‘My mama don’t like you…’

A man contends with his mother’s disapproval of his relationship



Lissa Mathis

Dear Stacey,

I’ve been dating my girlfriend for the better part of two years. She has made me very happy, we are serious, and I have been planning to propose. This happiness comes with a giant “BUT” in the form of my mother. She seems to have a problem with my girlfriend’s background. While she has yet to make a comment to my girlfriend, she’s very direct with me in pointing out our different upbringings. My girlfriend was raised in a single-parent household in the city with several siblings. Growing up, she didn’t have much, but she has worked very hard to become a registered nurse. She is great at what she does. She also has a son from a previous relationship. She’s a wonderful mother—in fact, that’s one of the many qualities I love about her. My father doesn’t seem to have an issue, but I fear my mother’s angst about our relationship will eventually turn him against us. I love this woman very much and want to spend my life with her, but I don’t want to disappoint and anger my narrow-minded mother in the process. What can I do?

Sincerely,

No-win Situation

 

Dear Situation,

My apologies for the Jersey Shore reference—I couldn’t resist. Yes, you are in a predicament, but it’s hardly a no-win. It’s kind of fascinating when parents they think they can still exercise control over their adult children. They might make snide comments about how their kids look, what they do for a living, where they live, how they decorate, and yes—with whom they spend the majority of their time, and this could be for any number of reasons.
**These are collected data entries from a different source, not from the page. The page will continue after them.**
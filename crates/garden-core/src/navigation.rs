//! Tab state of the navigation demo

use std::fmt;
use std::time::{Duration, Instant};

use crate::motion::{MotionPreference, Tween};

/// Cross-fade when the visible tab panel changes
pub const PANEL_FADE_DURATION: Duration = Duration::from_millis(240);

#[derive(Debug, Clone, Copy, PartialEq, Eq, Hash, Default)]
pub enum NavigationTab {
    Home,
    #[default]
    Favorites,
    Cart,
    Settings,
}

impl NavigationTab {
    pub const ALL: [NavigationTab; 4] = [
        NavigationTab::Home,
        NavigationTab::Favorites,
        NavigationTab::Cart,
        NavigationTab::Settings,
    ];

    pub fn index(&self) -> usize {
        match self {
            NavigationTab::Home => 0,
            NavigationTab::Favorites => 1,
            NavigationTab::Cart => 2,
            NavigationTab::Settings => 3,
        }
    }

    pub fn from_index(index: usize) -> Option<Self> {
        Self::ALL.get(index).copied()
    }

    /// Next tab, wrapping after Settings
    pub fn next(&self) -> Self {
        Self::ALL[(self.index() + 1) % Self::ALL.len()]
    }

    pub fn label(&self) -> &'static str {
        match self {
            NavigationTab::Home => "Home",
            NavigationTab::Favorites => "Favorites",
            NavigationTab::Cart => "Cart",
            NavigationTab::Settings => "Settings",
        }
    }

    /// Tiles shown in this tab's panel
    pub fn items(&self) -> &'static [PanelItem] {
        match self {
            NavigationTab::Home => HOME_ITEMS,
            NavigationTab::Favorites => FAVORITE_ITEMS,
            NavigationTab::Cart => CART_ITEMS,
            NavigationTab::Settings => SETTINGS_ITEMS,
        }
    }
}

impl fmt::Display for NavigationTab {
    fn fmt(&self, f: &mut fmt::Formatter<'_>) -> fmt::Result {
        f.write_str(self.label())
    }
}

#[derive(Debug, Clone, Copy, PartialEq, Eq)]
pub struct PanelItem {
    pub title: &'static str,
    pub caption: &'static str,
    /// Tiles open the detail view; settings rows do not
    pub opens_detail: bool,
}

impl PanelItem {
    const fn tile(title: &'static str, caption: &'static str) -> Self {
        Self {
            title,
            caption,
            opens_detail: true,
        }
    }

    const fn row(title: &'static str, caption: &'static str) -> Self {
        Self {
            title,
            caption,
            opens_detail: false,
        }
    }
}

const HOME_ITEMS: &[PanelItem] = &[
    PanelItem::tile("Featured", "New this week"),
    PanelItem::tile("Lamp", "Warm light"),
    PanelItem::tile("Chair", "Minimal"),
];

const FAVORITE_ITEMS: &[PanelItem] = &[
    PanelItem::tile("Shoe", "Saved 2d ago"),
    PanelItem::tile("Watch", "Saved 5d ago"),
    PanelItem::tile("Bottle", "Saved 1w ago"),
];

const CART_ITEMS: &[PanelItem] = &[
    PanelItem::tile("Item A", "x1  $64"),
    PanelItem::tile("Item B", "x1  $65"),
    PanelItem::row("Total", "$129"),
];

const SETTINGS_ITEMS: &[PanelItem] = &[
    PanelItem::row("Notifications", "On"),
    PanelItem::row("Shipping", "Standard"),
    PanelItem::row("Payment", "Card"),
];

#[derive(Debug, Clone)]
pub struct NavigationState {
    motion: MotionPreference,
    tab: NavigationTab,
    cursor: usize,
    panel_fade: Tween,
}

impl NavigationState {
    pub fn new(motion: MotionPreference, now: Instant) -> Self {
        Self {
            motion,
            tab: NavigationTab::default(),
            cursor: 0,
            panel_fade: Tween::resting(1.0, now),
        }
    }

    #[inline]
    pub fn tab(&self) -> NavigationTab {
        self.tab
    }

    /// Highlighted item in the current panel
    #[inline]
    pub fn cursor(&self) -> usize {
        self.cursor
    }

    pub fn current_item(&self) -> Option<&'static PanelItem> {
        self.tab.items().get(self.cursor)
    }

    /// Select a tab; re-selecting the current tab changes nothing
    pub fn select(&mut self, tab: NavigationTab, now: Instant) {
        if tab == self.tab {
            return;
        }
        self.tab = tab;
        self.cursor = 0;
        self.panel_fade = Tween::settle(0.0, 1.0, now, self.motion.animation(PANEL_FADE_DURATION));
    }

    /// Advance to the next tab (call-to-action of the navigation card)
    pub fn cycle(&mut self, now: Instant) {
        self.select(self.tab.next(), now);
    }

    pub fn move_cursor_down(&mut self) {
        let len = self.tab.items().len();
        if len > 0 && self.cursor < len - 1 {
            self.cursor += 1;
        }
    }

    pub fn move_cursor_up(&mut self) {
        self.cursor = self.cursor.saturating_sub(1);
    }

    pub fn set_cursor(&mut self, index: usize) {
        if index < self.tab.items().len() {
            self.cursor = index;
        }
    }

    pub fn panel_opacity(&self, now: Instant) -> f64 {
        self.panel_fade.value_at(now)
    }

    pub fn is_animating(&self, now: Instant) -> bool {
        !self.panel_fade.is_finished(now)
    }
}

#[cfg(test)]
mod tests {
    use super::*;

    #[test]
    fn test_initial_tab_is_favorites() {
        let nav = NavigationState::new(MotionPreference::full(), Instant::now());
        assert_eq!(nav.tab(), NavigationTab::Favorites);
        assert_eq!(nav.current_item().map(|i| i.title), Some("Shoe"));
    }

    #[test]
    fn test_cycle_wraps() {
        let t0 = Instant::now();
        let mut nav = NavigationState::new(MotionPreference::full(), t0);
        let seen: Vec<_> = (0..5)
            .map(|_| {
                nav.cycle(t0);
                nav.tab()
            })
            .collect();
        assert_eq!(
            seen,
            vec![
                NavigationTab::Cart,
                NavigationTab::Settings,
                NavigationTab::Home,
                NavigationTab::Favorites,
                NavigationTab::Cart
            ]
        );
    }

    #[test]
    fn test_select_resets_cursor_and_fades() {
        let t0 = Instant::now();
        let mut nav = NavigationState::new(MotionPreference::full(), t0);
        nav.move_cursor_down();
        nav.move_cursor_down();
        nav.move_cursor_down();
        assert_eq!(nav.cursor(), 2);

        nav.select(NavigationTab::Settings, t0);
        assert_eq!(nav.cursor(), 0);
        assert_eq!(nav.panel_opacity(t0), 0.0);
        assert!(nav.is_animating(t0 + Duration::from_millis(100)));
        assert_eq!(nav.panel_opacity(t0 + PANEL_FADE_DURATION), 1.0);
        assert!(!nav.current_item().map(|i| i.opens_detail).unwrap_or(true));
    }

    #[test]
    fn test_reselect_is_noop() {
        let t0 = Instant::now();
        let mut nav = NavigationState::new(MotionPreference::full(), t0);
        nav.move_cursor_down();
        nav.select(NavigationTab::Favorites, t0);
        assert_eq!(nav.cursor(), 1);
        assert_eq!(nav.panel_opacity(t0), 1.0);
    }

    #[test]
    fn test_index_round_trip() {
        for tab in NavigationTab::ALL {
            assert_eq!(NavigationTab::from_index(tab.index()), Some(tab));
        }
        assert_eq!(NavigationTab::from_index(4), None);
    }
}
Your situation is hardly unique—in fact, studies have shown roughly sixty percent of women have trouble with their female in-laws (in your case, a potential in-law). In fact, my grandmother and mother not getting along plagued my own childhood. I will never forget an incident where I answered the phone and my grandmother asked, “Is the bitch going to talk to me today?” That’s just how she was, and my father is the kind of person who would prefer to avoid confrontation. He likes everyone to get along and be happy. However, life typically doesn’t work that way. You have to be able to roll with the punches—and hopefully they don’t escalate to literal fistfights.

On a positive note, your mother could be overly protective and is just looking out for your best interests. Sometimes a parent might notice a red flag that goes undetected. If you’ve made questionable dating decisions in the past, she could be worried about you. If your family is particularly well off, there might be concerns about whether or not your girlfriend is more interested in your social status than you as a person. However, from what you describe, it sounds like your mother believes that your girlfriend is not good enough for you. She could have control issues, fear being outranked or competing for your attention, or she may have heard the same kinds of things from her own parents when she was growing up. Whatever the reason, if you want to move forward with your life and propose to your girlfriend, you need to address this situation now. I hope you have a chiropractor, because that backbone of yours is about to be put into very good use.

I seem to talk a lot about communication and boundaries in this column, but both are necessary for having successful and healthy adult relationships. If you want to marry this woman, it’s very important that you sit down with your mother and discuss exactly what her concerns are so you can address them one by one. It’s also very important that you inform her of your intentions; and no—you are not doing this to ask for her permission. You are doing this because you are a grown-ass man who can make his own decisions about his life and his future; but she is your mother, so you’ll still need to use some finesse. Try to stay calm, don’t argue or raise your voice, and state the facts. This woman makes you happy and will eventually become your chosen family. Not only have you overlooked what your mother perceives as your girlfriend’s flaws, but also you’ve fully embraced them and love her for who she is.

The other part of the equation is your girlfriend. While you’ve stated your mother hasn’t made any direct insults, I have a hunch your girlfriend has picked up on her body language, tone, and the subtle shade being thrown at her. The natural inclination for both of you is likely to avoid the discussion to keep the peace for as long as possible. However, since you’re leaning toward marriage, a willingness to have open and honest dialogue about tough stuff is paramount.

These conversations will undoubtedly be hard, and initially they might not go well. Your mother or your girlfriend could become upset, and they may point things out to you that you don’t want to hear. It may take several conversations before any progress is made, but your future happiness depends on it. And of course, there’s certainly a possibility they will never actually see eye to eye, but their common denominator is their love for you. Hopefully it’s enough.